Tuesday, September 02, 2025 12:56 am by M. in ,    No comments
A recent B.A. dissertation with a Brontë topic:
Maya Micallef Engerer
L-Università ta' Malta
Issue Date: 2025

This dissertation examines the representation of abuse, trauma, and resilience in Wuthering Heights by Emily Brontë and Lolita by Vladimir Nabokov, focusing on how narrative structures shape reader engagement with these themes. By integrating theories of affective narratology, trauma studies, and narrative ethics, this study explores the ways in which both novels construct and mediate experiences of abuse through their respective literary frameworks – the Gothic and the postmodern.

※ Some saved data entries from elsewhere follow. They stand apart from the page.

//! Niche analysis: scrape a site, mine its structure, ask the model for a profile.

use std::fmt::Write as _;
use std::sync::Arc;
use thiserror::Error;
use tracing::{info, warn};

use super::types::{AutopilotConfig, NicheAnalysisRequest, NicheAnalysisResult};
use crate::extractor::{self, StructuredContent};
use crate::model::{InvokeOptions, LanguageModel, Message, ModelError};
use crate::parser::{ParseError, parse_model_json};
use crate::scrape::{PageScraper, ScrapeError, ScrapedSite};
use crate::validation::validate_analysis;

const PROMPT_TEXT_CHARS: usize = 10_000;
const PROMPT_HEADINGS: usize = 10;
const PROMPT_SERVICES: usize = 5;

const SYSTEM_PROMPT: &str = "You are a marketing strategist who profiles small businesses \
from their websites. You always answer with a single JSON object and nothing else.";

const RESULT_SHAPE: &str = r#"{
  "industry": "string",
  "brand_voice": {"tone": "string", "keywords": ["string"], "writing_style": "string"},
  "target_audience": {"demographics": "string", "pain_points": ["string"], "interests": ["string"]},
  "competitors": ["string"],
  "keywords": ["string"],
  "content_strategy": {"topics": ["string"], "frequency": 3, "best_times": ["string"], "platforms": ["string"]},
  "autopilot_config": {"enabled": false, "content_types": ["string"], "schedule": "string"}
}"#;

#[derive(Debug, Error)]
pub enum AnalysisError {
    #[error(transparent)]
    Scrape(#[from] ScrapeError),

    #[error("model returned an empty analysis")]
    EmptyResponse,

    #[error("could not parse analysis: {0}")]
    Parse(#[from] ParseError),

    #[error(transparent)]
    Model(#[from] ModelError),
}

#[derive(Clone)]
pub struct NicheAnalyzer {
    scraper: PageScraper,
    model: Arc<dyn LanguageModel>,
}

impl NicheAnalyzer {
    pub fn new(scraper: PageScraper, model: Arc<dyn LanguageModel>) -> Self {
        Self { scraper, model }
    }

    pub async fn analyze(
        &self,
        request: &NicheAnalysisRequest,
    ) -> Result<NicheAnalysisResult, AnalysisError> {
        if request.deep_scrape {
            info!(url = %request.website_url, "Deep scrape requested, analysing landing page only");
        }

        let site = self.scraper.scrape(&request.website_url).await?;
        let structure = extractor::extract(&site.html);

        let messages = [
            Message::system(SYSTEM_PROMPT),
            Message::user(build_prompt(&site, &structure)),
        ];
        let reply = self.model.invoke(&messages, InvokeOptions::json()).await?;

        if reply.text.trim().is_empty() {
            warn!(url = %site.url, "Model returned empty analysis");
            return Err(AnalysisError::EmptyResponse);
        }

        let result: NicheAnalysisResult = parse_model_json(&reply.text)?;
        info!(url = %site.url, industry = %result.industry, "Niche analysed");

        Ok(result)
    }
}

fn build_prompt(site: &ScrapedSite, structure: &StructuredContent) -> String {
    let mut prompt = format!(
        "Analyse this business website and build its niche profile.\n\nURL: {}\nTitle: {}\n",
        site.url, site.title
    );

    if let Some(description) = site.meta_description() {
        let _ = writeln!(prompt, "Meta description: {description}");
    }

    if !structure.headings.is_empty() {
        prompt.push_str("\nHeadings:\n");
        for heading in structure.headings.iter().take(PROMPT_HEADINGS) {
            let _ = writeln!(prompt, "- {heading}");
        }
    }

    if !structure.services.is_empty() {
        prompt.push_str("\nServices:\n");
        for service in structure.services.iter().take(PROMPT_SERVICES) {
            let _ = writeln!(prompt, "- {service}");
        }
    }

    let sample: String = site.text.chars().take(PROMPT_TEXT_CHARS).collect();
    let _ = write!(
        prompt,
        "\nPage text:\n{sample}\n\n\
         Respond with only a JSON object with exactly these fields:\n{RESULT_SHAPE}\n\n\
         Every array must contain at least 3 items. \
         frequency is the number of posts per week."
    );

    prompt
}

const AUTOPILOT_CONTENT_TYPES: usize = 3;

/// Derive an autopilot configuration from an analysis' content strategy.
///
/// Autopilot is only enabled for profiles that pass validation.
pub fn derive_autopilot(result: &NicheAnalysisResult) -> AutopilotConfig {
    let strategy = &result.content_strategy;

    let content_types = strategy
        .topics
        .iter()
        .map(|t| t.trim())
        .filter(|t| !t.is_empty())
        .take(AUTOPILOT_CONTENT_TYPES)
        .map(str::to_string)
        .collect();

    let mut schedule = match strategy.frequency {
        0 => "No regular posting".to_string(),
        1 => "1 post per week".to_string(),
        n => format!("{n} posts per week"),
    };
    if !strategy.best_times.is_empty() {
        let _ = write!(schedule, " at {}", strategy.best_times.join(", "));
    }
    if !strategy.platforms.is_empty() {
        let _ = write!(schedule, " on {}", strategy.platforms.join(", "));
    }

    AutopilotConfig {
        enabled: strategy.frequency > 0 && validate_analysis(result).is_valid,
        content_types,
        schedule,
    }
}

#[cfg(test)]
mod tests {
    use super::*;
    use crate::config::ScraperConfig;
    use crate::model::mock::ScriptedModel;
    use crate::pipeline::{BrandVoice, ContentStrategy, TargetAudience};
    use crate::scrape::StaticLauncher;

    const SITE: &str = "https://bakery.example/";

    const HTML: &str = r#"<html>
<head>
  <title>Crumb &amp; Co</title>
  <meta name="description" content="Neighbourhood sourdough bakery">
</head>
<body>
  <h1>Baked fresh every morning</h1>
  <h2>Our loaves</h2>
  <p>We have been baking naturally leavened bread in the old town since 2009, every single day.</p>
  <div class="service-card">Custom celebration cakes made to order</div>
  <script>window.tracking = true;</script>
</body>
</html>"#;

    const ANALYSIS: &str = r#"{
        "industry": "Artisan bakery",
        "brand_voice": {"tone": "warm", "keywords": ["sourdough", "local", "handmade"], "writing_style": "friendly"},
        "target_audience": {"demographics": "Local families", "pain_points": ["time"], "interests": ["food"]},
        "competitors": ["Big Bread"],
        "keywords": ["bread"],
        "content_strategy": {"topics": ["baking tips", "new loaves", "behind the scenes", "events"], "frequency": 4, "best_times": ["08:00"], "platforms": ["instagram", "facebook"]},
        "autopilot_config": {"enabled": true, "content_types": ["tips"], "schedule": "daily"}
    }"#;

    fn analyzer(launcher: StaticLauncher, model: Arc<ScriptedModel>) -> NicheAnalyzer {
        let scraper = PageScraper::new(Arc::new(launcher), ScraperConfig::default());
        NicheAnalyzer::new(scraper, model)
    }

    #[tokio::test]
    async fn test_analyze_builds_prompt_from_page() {
        let launcher = StaticLauncher::new().with_page(SITE, HTML);
        let model = Arc::new(ScriptedModel::replying(ANALYSIS));

        let result = analyzer(launcher.clone(), model.clone())
            .analyze(&NicheAnalysisRequest::new(SITE))
            .await
            .unwrap();

        assert_eq!(result.industry, "Artisan bakery");
        assert_eq!(result.content_strategy.frequency, 4);
        assert!(result.autopilot_config.enabled);

        let prompt = &model.prompts()[0];
        assert!(prompt.contains("URL: https://bakery.example/"));
        assert!(prompt.contains("Title: Crumb & Co"));
        assert!(prompt.contains("Meta description: Neighbourhood sourdough bakery"));
        assert!(prompt.contains("- Baked fresh every morning"));
        assert!(prompt.contains("- Custom celebration cakes made to order"));
        assert!(prompt.contains("at least 3 items"));
        assert!(!prompt.contains("window.tracking"));
        assert_eq!(launcher.open_sessions(), 0);
    }

    #[tokio::test]
    async fn test_scrape_failure_propagates_without_model_call() {
        let launcher = StaticLauncher::new();
        let model = Arc::new(ScriptedModel::replying(ANALYSIS));

        let err = analyzer(launcher.clone(), model.clone())
            .analyze(&NicheAnalysisRequest::new("https://unreachable.example"))
            .await
            .unwrap_err();

        assert!(matches!(err, AnalysisError::Scrape(ScrapeError::Navigation { .. })));
        assert_eq!(model.call_count(), 0);
        assert_eq!(launcher.open_sessions(), 0);
    }

    #[tokio::test]
    async fn test_invalid_url_short_circuits() {
        let launcher = StaticLauncher::new();
        let model = Arc::new(ScriptedModel::replying(ANALYSIS));

        let err = analyzer(launcher.clone(), model)
            .analyze(&NicheAnalysisRequest::new("not a url"))
            .await
            .unwrap_err();

        assert!(matches!(err, AnalysisError::Scrape(ScrapeError::InvalidUrl { .. })));
        assert_eq!(launcher.launches(), 0);
    }

    #[tokio::test]
    async fn test_empty_and_garbage_replies() {
        let launcher = StaticLauncher::new().with_page(SITE, HTML);

        let empty = analyzer(launcher.clone(), Arc::new(ScriptedModel::replying("")))
            .analyze(&NicheAnalysisRequest::new(SITE))
            .await
            .unwrap_err();
        assert!(matches!(empty, AnalysisError::EmptyResponse));

        let garbage = analyzer(launcher, Arc::new(ScriptedModel::replying("no idea")))
            .analyze(&NicheAnalysisRequest::new(SITE))
            .await
            .unwrap_err();
        assert!(matches!(garbage, AnalysisError::Parse(_)));
    }

    #[tokio::test]
    async fn test_partial_result_returned_unvalidated() {
        let launcher = StaticLauncher::new().with_page(SITE, HTML);
        let model = Arc::new(ScriptedModel::replying(r#"{"industry": "ab"}"#));

        let result = analyzer(launcher, model)
            .analyze(&NicheAnalysisRequest::new(SITE))
            .await
            .unwrap();

        assert_eq!(result.industry, "ab");
        assert!(!validate_analysis(&result).is_valid);
    }

    fn strategy_result(frequency: u32) -> NicheAnalysisResult {
        NicheAnalysisResult {
            industry: "Artisan bakery".into(),
            brand_voice: BrandVoice {
                tone: "warm".into(),
                keywords: vec!["a".into(), "b".into(), "c".into()],
                writing_style: String::new(),
            },
            target_audience: TargetAudience {
                demographics: "Local families".into(),
                ..Default::default()
            },
            content_strategy: ContentStrategy {
                topics: vec!["tips".into(), " ".into(), "loaves".into(), "team".into(), "events".into()],
                frequency,
                best_times: vec!["08:00".into(), "17:30".into()],
                platforms: vec!["instagram".into()],
            },
            ..Default::default()
        }
    }

    #[test]
    fn test_derive_autopilot_from_strategy() {
        let autopilot = derive_autopilot(&strategy_result(3));

        assert!(autopilot.enabled);
        assert_eq!(autopilot.content_types, vec!["tips", "loaves", "team"]);
        assert_eq!(autopilot.schedule, "3 posts per week at 08:00, 17:30 on instagram");
    }

    #[test]
    fn test_derive_autopilot_disabled_for_invalid_or_idle_profiles() {
        assert!(!derive_autopilot(&strategy_result(0)).enabled);

        let mut invalid = strategy_result(3);
        invalid.industry = "ab".into();
        assert!(!derive_autopilot(&invalid).enabled);
    }
}
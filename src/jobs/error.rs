use thiserror::Error;

use crate::ledger::LedgerError;
use crate::model::ModelError;
use crate::pipeline::{AnalysisError, GenerationError};
use crate::platform::UnknownPlatform;
use crate::queue::QueueError;
use crate::scrape::ScrapeError;

#[derive(Debug, Error)]
pub enum JobError {
    /// Unknown platform, missing credentials, unregistered handler
    #[error("configuration error: {0}")]
    Configuration(String),

    #[error("invalid payload: {0}")]
    InvalidPayload(String),

    #[error("content generation failed: {0}")]
    Generation(#[from] GenerationError),

    #[error("niche analysis failed: {0}")]
    Analysis(#[from] AnalysisError),

    #[error("queue error: {0}")]
    Queue(#[from] QueueError),

    #[error("ledger error: {0}")]
    Ledger(#[from] LedgerError),
}

impl From<UnknownPlatform> for JobError {
    fn from(err: UnknownPlatform) -> Self {
        JobError::Configuration(err.to_string())
    }
}

impl JobError {
    /// Whether a later attempt could succeed.
    ///
    /// Configuration problems and bad input fail the same way every time.
    pub fn is_retryable(&self) -> bool {
        match self {
            JobError::Configuration(_) | JobError::InvalidPayload(_) => false,
            JobError::Generation(GenerationError::EmptyTopic) => false,
            JobError::Generation(GenerationError::Model(ModelError::Config(_))) => false,
            JobError::Analysis(AnalysisError::Model(ModelError::Config(_))) => false,
            JobError::Analysis(AnalysisError::Scrape(ScrapeError::InvalidUrl { .. })) => false,
            _ => true,
        }
    }

    /// Short machine-readable code, used for dead letters and API errors
    pub fn code(&self) -> &'static str {
        match self {
            JobError::Configuration(_) => "CONFIGURATION",
            JobError::InvalidPayload(_) => "INVALID_PAYLOAD",
            JobError::Generation(_) => "GENERATION_FAILED",
            JobError::Analysis(AnalysisError::Scrape(_)) => "SCRAPE_FAILED",
            JobError::Analysis(_) => "ANALYSIS_FAILED",
            JobError::Queue(_) => "QUEUE_ERROR",
            JobError::Ledger(_) => "LEDGER_ERROR",
        }
    }
}
//! Job handlers
//!
//! - [`JobHandler`] - executes one payload kind
//! - [`HandlerRegistry`] - maps job kinds to handlers
//! - [`ContentHandler`] / [`NicheHandler`] - the built-in pipeline handlers
//!
//! ```rust,ignore
//! let registry = HandlerRegistry::with_pipelines(generator, analyzer);
//! let handler = registry.get(JobKind::NicheAnalysis)?;
//! let output = handler.execute(&payload).await?;
//! ```

mod pipelines;
mod registry;
mod traits;

pub use pipelines::{ContentHandler, NicheHandler};
pub use registry::HandlerRegistry;
pub use traits::JobHandler;
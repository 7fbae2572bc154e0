use thiserror::Error;

#[derive(Debug, Error)]
pub enum LedgerError {
    #[error("Fjall error: {0}")]
    Fjall(#[from] fjall::Error),

    #[error("Snapshot serialization error: {0}")]
    Serialization(#[from] serde_json::Error),

    #[error("I/O error: {0}")]
    Io(#[from] std::io::Error),
}

pub type Result<T> = std::result::Result<T, LedgerError>;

Using Aaron Kunin’s theory of character as form, Patrick Colm Hogan’s affective narratology, and Cathy Caruth’s trauma theory, alongside the testimonial framework of Shoshana Felman and Dori Laub, this dissertation interrogates how Heathcliff and Humbert Humbert function not only as characters but as narrative forces that manipulate both the reader and the victim within the text. In Wuthering Heights, the fragmented, multi-layered narration obscures and reframes Heathcliff’s cruelty, creating a moral ambiguity that complicates the reader’s ethical stance. Lolita, in contrast, deploys an unreliable first-person narrator whose linguistic sophistication and literary self-awareness serve to distort, aestheticise, and ultimately silence the victim’s experience. Through a comparative analysis of these narrative techniques, this dissertation highlights how literature both exposes and obscures abuse, forcing the reader into an ethically fraught position. It argues that while Wuthering Heights allows for partial recovery through its generational shifts, Lolita remains trapped in the abuser’s self-justifying testimony, offering no clear path to resolution. Finally, the study raises critical questions about reader complicity, the ethics of representation, and how historical and contemporary understandings of trauma shape our interpretations of these texts. By engaging with these issues, this dissertation contributes to scholarly discussions on narrative ethics, trauma theory, and the responsibilities of literary criticism when addressing depictions of abuse. It ultimately challenges readers to consider the power structures embedded in storytelling and the implications of interpreting narratives that foreground coercion, silencing, and moral ambiguity.